Ladakh day 5: Nubra valley

4th July 2011

It rains rarely in Ladakh as it falls in rain shadow region. The mighty Himalayas stop all monsoon clouds penetrating further. But on that day it was drizzling and the weather was cloudy.

Our driver was exactly on time at 7AM. After breakfast at the guesthouse, we departed for Nubra valley. Today, we will be going through Khardungla which is the highest motorable road in the world. The ascent starts as soon as we get out of Leh outskirts. The road was neatly maintained and the progress was quick. 24km from Leh was South Pullu check post where our permits were checked.

Road to Khardungla from Leh

The permit issued from DC Office at Leh has the names of the travelers and the places where permission is issued. It is required to take several photo copies as it is necessary to give a copy at each check post. It is also good to carry an ID card in case if the security people ask for it.

Mermoot at Khardungla

Now back to our trip. After South Pullu gradient increases and road conditions worsen. The road is very narrow at some places. What scared us a lot of a lorry fallen in a gorge. Involuntarily, my hand went to grab the camera but I stopped from taking any snap. There is no fun in taking snaps of a tragedy. A small mistake can be very costly in these hills areas.

The road to Khardungla

The road after Khardungla continuously goes down. At North Pullu, our permits were checked again. After North Pullu is a small village Khardung. The Nubra valley was now visible with river Shyok flowing majestically down in the valley. Unlike other parts of Ladakh, Nubra valley is filled with greenery. The beauty of the valley is simply difficult to describe in words. The photos taken don’t justify the beauty of this great place. It’s only the images in our memory that lasts forever.As we neared Khardungla, there was sudden drop in temperature. It also started snowing. We were overjoyed as this was our first experience (and also last one!!) with snowfall in our trip.

We were on top of Khardungla at 9AM. It had taken about two hours to reach the summit from Leh. We stopped for some time to have tea and for photo shoots.

This road is opened throughout the year as this is a vital link to Siachen Glacier. BRO claims this as the highest motorable road but this is contested by several people (Link here). It looks like someone messed up with GPS readings!! Anyway, it can still be safely said as the highest motorable road in India!!

Other side of Khardungla

We reach the base of Shyok River at Khalasar. Here the road splits into two. The left arm goes towards the town of Deskit, Hundar, Thoise and to Turtok. The right arm takes to Sumur and Panamik. We took the right arm towards Panamik by crossing the Shyok River. There is an army check post after the bridge where we had to give a copy of our permit.

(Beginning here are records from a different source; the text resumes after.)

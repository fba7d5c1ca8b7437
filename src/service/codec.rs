use encoding_rs::{Encoding, GBK, REPLACEMENT, UTF_16BE, UTF_16LE, UTF_8};
use crate::error::ConversionError;

const UTF8_BOM: &[u8] = b"\xEF\xBB\xBF";
const UTF16LE_BOM: &[u8] = b"\xFF\xFE";
const UTF16BE_BOM: &[u8] = b"\xFE\xFF";

/// WHATWG 將 ascii / latin1 視為 windows-1252，因此這兩者自行處理
#[derive(Debug, Clone, Copy)]
enum Scheme {
    Whatwg(&'static Encoding),
    Utf8Sig,
    /// 依 BOM 判斷位元組順序；寫出時加上 `FF FE` 並使用小端序
    Utf16,
    Ascii,
    Latin1,
}

/// 已解析的文字編碼，解碼與編碼皆為嚴格模式（不插入替代字元）
#[derive(Debug, Clone, Copy)]
pub struct Codec {
    scheme: Scheme,
}

impl Codec {
    /// 依名稱查找編碼，例如 `gbk`、`utf-8`、`utf-16le`、`big5`、`shift_jis`、`latin-1`
    pub fn for_label(label: &str) -> Result<Codec, ConversionError> {
        let normalized = label.trim().to_ascii_lowercase();
        let hyphenated = normalized.replace('_', "-");

        let scheme = match hyphenated.as_str() {
            "utf-8-sig" | "utf8-sig" => Scheme::Utf8Sig,
            "utf-16" | "utf16" => Scheme::Utf16,
            "ascii" | "us-ascii" | "646" => Scheme::Ascii,
            "latin-1" | "latin1" | "iso-8859-1" | "iso8859-1" | "l1" | "8859" => Scheme::Latin1,
            "cp936" => Scheme::Whatwg(GBK),
            _ => Encoding::for_label(normalized.as_bytes())
                .or_else(|| Encoding::for_label(hyphenated.as_bytes()))
                .filter(|encoding| *encoding != REPLACEMENT)
                .map(Scheme::Whatwg)
                .ok_or_else(|| ConversionError::Encoding {
                    message: format!("不支援的編碼 '{}'", label),
                })?,
        };

        Ok(Codec { scheme })
    }

    pub fn name(&self) -> &'static str {
        match self.scheme {
            Scheme::Whatwg(encoding) => encoding.name(),
            Scheme::Utf8Sig => "UTF-8-SIG",
            Scheme::Utf16 => "UTF-16",
            Scheme::Ascii => "ASCII",
            Scheme::Latin1 => "ISO-8859-1",
        }
    }

    /// 嚴格解碼；遇到無效位元組序列時回傳 `None`
    pub fn decode(&self, bytes: &[u8]) -> Option<String> {
        match self.scheme {
            Scheme::Whatwg(encoding) => strict_decode(encoding, bytes),
            Scheme::Utf8Sig => strict_decode(UTF_8, bytes.strip_prefix(UTF8_BOM).unwrap_or(bytes)),
            Scheme::Utf16 => {
                if let Some(rest) = bytes.strip_prefix(UTF16BE_BOM) {
                    strict_decode(UTF_16BE, rest)
                } else {
                    strict_decode(UTF_16LE, bytes.strip_prefix(UTF16LE_BOM).unwrap_or(bytes))
                }
            }
            Scheme::Ascii => bytes
                .is_ascii()
                .then(|| bytes.iter().map(|&b| b as char).collect()),
            Scheme::Latin1 => Some(bytes.iter().map(|&b| b as char).collect()),
        }
    }

    /// 嚴格編碼；目標編碼無法表示的字元會回傳該字元
    pub fn encode(&self, text: &str) -> Result<Vec<u8>, char> {
        match self.scheme {
            Scheme::Utf8Sig => {
                let mut out = Vec::with_capacity(text.len() + UTF8_BOM.len());
                out.extend_from_slice(UTF8_BOM);
                out.extend_from_slice(text.as_bytes());
                Ok(out)
            }
            Scheme::Utf16 => {
                let mut out = UTF16LE_BOM.to_vec();
                out.extend(text.encode_utf16().flat_map(u16::to_le_bytes));
                Ok(out)
            }
            Scheme::Ascii => single_byte(text, 0x7F),
            Scheme::Latin1 => single_byte(text, 0xFF),
            Scheme::Whatwg(encoding) if encoding == UTF_16LE => {
                Ok(text.encode_utf16().flat_map(u16::to_le_bytes).collect())
            }
            Scheme::Whatwg(encoding) if encoding == UTF_16BE => {
                Ok(text.encode_utf16().flat_map(u16::to_be_bytes).collect())
            }
            Scheme::Whatwg(encoding) if encoding == UTF_8 => Ok(text.as_bytes().to_vec()),
            Scheme::Whatwg(encoding) => {
                let (encoded, _, had_unmappable) = encoding.encode(text);
                if had_unmappable {
                    return Err(first_unmappable(encoding, text));
                }
                Ok(encoded.into_owned())
            }
        }
    }
}

fn strict_decode(encoding: &'static Encoding, bytes: &[u8]) -> Option<String> {
    encoding
        .decode_without_bom_handling_and_without_replacement(bytes)
        .map(|text| text.into_owned())
}

/// 每個字元對應一個位元組（碼位即位元組值），超過 `max` 的字元無法表示
fn single_byte(text: &str, max: u32) -> Result<Vec<u8>, char> {
    text.chars()
        .map(|c| u8::try_from(c as u32).ok().filter(|&b| u32::from(b) <= max).ok_or(c))
        .collect()
}

fn first_unmappable(encoding: &'static Encoding, text: &str) -> char {
    let mut buf = [0u8; 4];
    text.chars()
        .find(|c| encoding.encode(c.encode_utf8(&mut buf)).2)
        .unwrap_or(char::REPLACEMENT_CHARACTER)
}

#[cfg(test)]
mod tests {
    use super::*;

    #[test]
    fn labels_are_case_insensitive_and_accept_python_spellings() {
        assert_eq!(Codec::for_label("GBK").unwrap().name(), "GBK");
        assert_eq!(Codec::for_label(" utf-8 ").unwrap().name(), "UTF-8");
        assert_eq!(Codec::for_label("utf_8").unwrap().name(), "UTF-8");
        assert_eq!(Codec::for_label("cp936").unwrap().name(), "GBK");
        assert_eq!(Codec::for_label("utf-8-sig").unwrap().name(), "UTF-8-SIG");
        assert_eq!(Codec::for_label("latin-1").unwrap().name(), "ISO-8859-1");
        assert_eq!(Codec::for_label("latin_1").unwrap().name(), "ISO-8859-1");
    }

    #[test]
    fn ascii_and_latin1_are_not_windows_1252() {
        for label in ["ascii", "us-ascii", "US_ASCII"] {
            assert_eq!(Codec::for_label(label).unwrap().name(), "ASCII", "{}", label);
        }
        for label in ["latin1", "iso-8859-1", "ISO_8859_1", "l1"] {
            assert_eq!(Codec::for_label(label).unwrap().name(), "ISO-8859-1", "{}", label);
        }
        assert_eq!(Codec::for_label("windows-1252").unwrap().name(), "windows-1252");
    }

    #[test]
    fn unknown_label_is_an_encoding_error() {
        let err = Codec::for_label("not-a-real-codec").unwrap_err();
        assert!(matches!(err, ConversionError::Encoding { .. }));
        assert!(err.to_string().contains("not-a-real-codec"));
    }

    #[test]
    fn decodes_gbk_bytes() {
        let codec = Codec::for_label("gbk").unwrap();
        // "中文"
        let bytes = [0xD6, 0xD0, 0xCE, 0xC4];
        assert_eq!(codec.decode(&bytes).as_deref(), Some("中文"));
    }

    #[test]
    fn invalid_utf8_is_rejected() {
        let codec = Codec::for_label("utf-8").unwrap();
        assert_eq!(codec.decode(&[0x66, 0xFF, 0x66]), None);
    }

    #[test]
    fn ascii_rejects_high_bytes_and_characters() {
        let codec = Codec::for_label("ascii").unwrap();
        assert_eq!(codec.decode(b"cafe").as_deref(), Some("cafe"));
        assert_eq!(codec.decode(&[0x63, 0x61, 0x66, 0xE9]), None);
        assert_eq!(codec.decode(&[0x80]), None);
        assert_eq!(codec.encode("cafe").unwrap(), b"cafe");
        assert_eq!(codec.encode("5 €"), Err('€'));
        assert_eq!(codec.encode("café"), Err('é'));
    }

    #[test]
    fn latin1_maps_bytes_to_code_points() {
        let codec = Codec::for_label("iso-8859-1").unwrap();
        assert_eq!(codec.decode(&[0x63, 0x61, 0x66, 0xE9]).as_deref(), Some("café"));
        assert_eq!(codec.decode(&[0x80]).as_deref(), Some("\u{80}"));
        assert_eq!(codec.encode("café").unwrap(), vec![0x63, 0x61, 0x66, 0xE9]);
        assert_eq!(codec.encode("ÿ").unwrap(), vec![0xFF]);
        assert_eq!(codec.encode("5 €"), Err('€'));
    }

    #[test]
    fn utf16_is_encoded_explicitly() {
        let le = Codec::for_label("utf-16le").unwrap();
        let be = Codec::for_label("utf-16be").unwrap();
        assert_eq!(le.encode("A中").unwrap(), vec![0x41, 0x00, 0x2D, 0x4E]);
        assert_eq!(be.encode("A中").unwrap(), vec![0x00, 0x41, 0x4E, 0x2D]);
        assert_eq!(le.decode(&[0x41, 0x00, 0x2D, 0x4E]).as_deref(), Some("A中"));
    }

    #[test]
    fn plain_utf16_follows_the_byte_order_mark() {
        let codec = Codec::for_label("utf-16").unwrap();
        assert_eq!(codec.decode(&[0xFE, 0xFF, 0x00, 0x41]).as_deref(), Some("A"));
        assert_eq!(codec.decode(&[0xFF, 0xFE, 0x41, 0x00]).as_deref(), Some("A"));
        assert_eq!(codec.decode(&[0x41, 0x00]).as_deref(), Some("A"));
        assert_eq!(codec.encode("A").unwrap(), vec![0xFF, 0xFE, 0x41, 0x00]);
        assert_eq!(Codec::for_label("utf_16").unwrap().name(), "UTF-16");
    }

    #[test]
    fn utf8_sig_writes_and_strips_bom() {
        let codec = Codec::for_label("utf-8-sig").unwrap();
        let encoded = codec.encode("hi").unwrap();
        assert_eq!(encoded, b"\xEF\xBB\xBFhi");
        assert_eq!(codec.decode(&encoded).as_deref(), Some("hi"));
    }

    #[test]
    fn unmappable_character_is_reported() {
        let codec = Codec::for_label("shift_jis").unwrap();
        assert_eq!(codec.encode("ok 😀"), Err('😀'));
    }
}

The road after Khalasar goes along Shyok River bed. We are now in the valley with very little change in altitude. The river looks very wide though water flows only in few channels. The road is lined with flowers of various kinds. Naturally, number of photo stops increase with driver patiently obliging every request. And hence it takes a long time to cover the distance of 40km between Khalasar to Panamik. Panamik is the place known for hot springs. But the place is a letdown with only a small amount of water oozing from the ground. The water then comes through pipes which lead to bathrooms. There was a small queue of eagerly waiting people for bath. In Ladakh, the journey is more important than destination. And we can see Karakoram ranges!!

The road after Panamik leads to Siachen glacier which is out of bounds for civilians. With nothing else to do, we started back. All of us were hungry but could’ not find a good place to have food. On the way to Khalasar, we stopped at Sumur Monastery (Also known as Samstemling Monastery).

The restaurant at Sumur only served “Maggie noodles”. With no other options, we gobbled the food. A bike had developed a snag and the entire village was trying to work on it!!

We went back to Khalasar and took the other arm of Nubra valley. The road again goes along Shyok River. Within half an hour, we were in Deskit. Our immediate task was to search for a hotel to stay. We got rooms in a nice looking hotel. Dumped our luggage in the room and directly headed to Hundar. Hundar is just 7 km from Deskit and is famous for sand dunes. The double humped Bactrian camels are a major attraction here. The old silk route passed through this place. The route no longer exists but few of the camels from Central Asia stayed here!! Their job now is to carry tourists for a jolly ride!!

At this high altitude the sand dunes resembling a desert comes as a surprise. It may be due to the glacier deposit or the sand from the sea (considering that there was a sea between India and mainland Asia before India joined subcontinent). Purely my views and I may be completely wrong!!

We came back to Deskit and visited the Monastery and a big Buddha. Monastery is old but Buddha statue is a recent constructed. It may be constructed to attract tourists.

Our driver warned us about the non availability (or costly) of water bottles in the next part of the journey. We went to a general store and took water bottles available. I also found a STD booth and made a quick call to my Home to give a quick update of my trip.

Back in hotel, we had a nice dinner. Our schedule for the next day was hectic!!